## EXERCISE PROMPT
From the entries that follow, copy exactly the lines beginning at the line holding "pub mod checksum;" and continuing through the line holding "pub type CliResult<T> = Result<T, CliError>;".

## EXERCISE DATA
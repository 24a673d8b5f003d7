//! CLI command implementations.

pub mod checksum;
pub mod dump_queue;
pub mod inspect;
pub mod modules;

use edgesync_engine::SyncError;
use edgesync_store::{DataDir, StoreError};
use std::path::Path;
use thiserror::Error;

/// Errors reported by the CLI.
#[derive(Error, Debug)]
pub enum CliError {
    /// A command needs `--path`.
    #[error("data directory path required for {0}")]
    MissingPath(&'static str),

    /// The data directory could not be read.
    #[error(transparent)]
    Store(#[from] StoreError),

    /// An engine operation failed.
    #[error(transparent)]
    Sync(#[from] SyncError),

    /// JSON output failed.
    #[error("json output failed: {0}")]
    Json(#[from] serde_json::Error),
}

/// Result type of the commands.
pub type CliResult<T> = Result<T, CliError>;

/// How results are printed.
#[derive(Debug, Clone, Copy, PartialEq, Eq, clap::ValueEnum)]
pub enum OutputFormat {
    /// Human-readable text.
    Text,
    /// Pretty-printed JSON.
    Json,
}

/// Opens an existing data directory. Tools never create one.
pub fn open_dir(path: &Path) -> CliResult<DataDir> {
    Ok(DataDir::open(path, false)?)
}

/// Prints `value` as pretty JSON.
pub fn print_json<T: serde::Serialize>(value: &T) -> CliResult<()> {
    println!("{}", serde_json::to_string_pretty(value)?);
    Ok(())
}

/// Formats a byte count.
pub fn format_size(bytes: u64) -> String {
    if bytes < 1024 {
        format!("{bytes} B")
    } else if bytes < 1024 * 1024 {
        format!("{:.1} KB", bytes as f64 / 1024.0)
    } else {
        format!("{:.1} MB", bytes as f64 / (1024.0 * 1024.0))
    }
}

## WRITTEN RESPONSE
pub mod checksum;
pub mod dump_queue;
pub mod inspect;
pub mod modules;

use edgesync_engine::SyncError;
use edgesync_store::{DataDir, StoreError};
use std::path::Path;
use thiserror::Error;

/// Errors reported by the CLI.
#[derive(Error, Debug)]
pub enum CliError {
    /// A command needs `--path`.
    #[error("data directory path required for {0}")]
    MissingPath(&'static str),

    /// The data directory could not be read.
    #[error(transparent)]
    Store(#[from] StoreError),

    /// An engine operation failed.
    #[error(transparent)]
    Sync(#[from] SyncError),

    /// JSON output failed.
    #[error("json output failed: {0}")]
    Json(#[from] serde_json::Error),
}

/// Result type of the commands.
pub type CliResult<T> = Result<T, CliError>;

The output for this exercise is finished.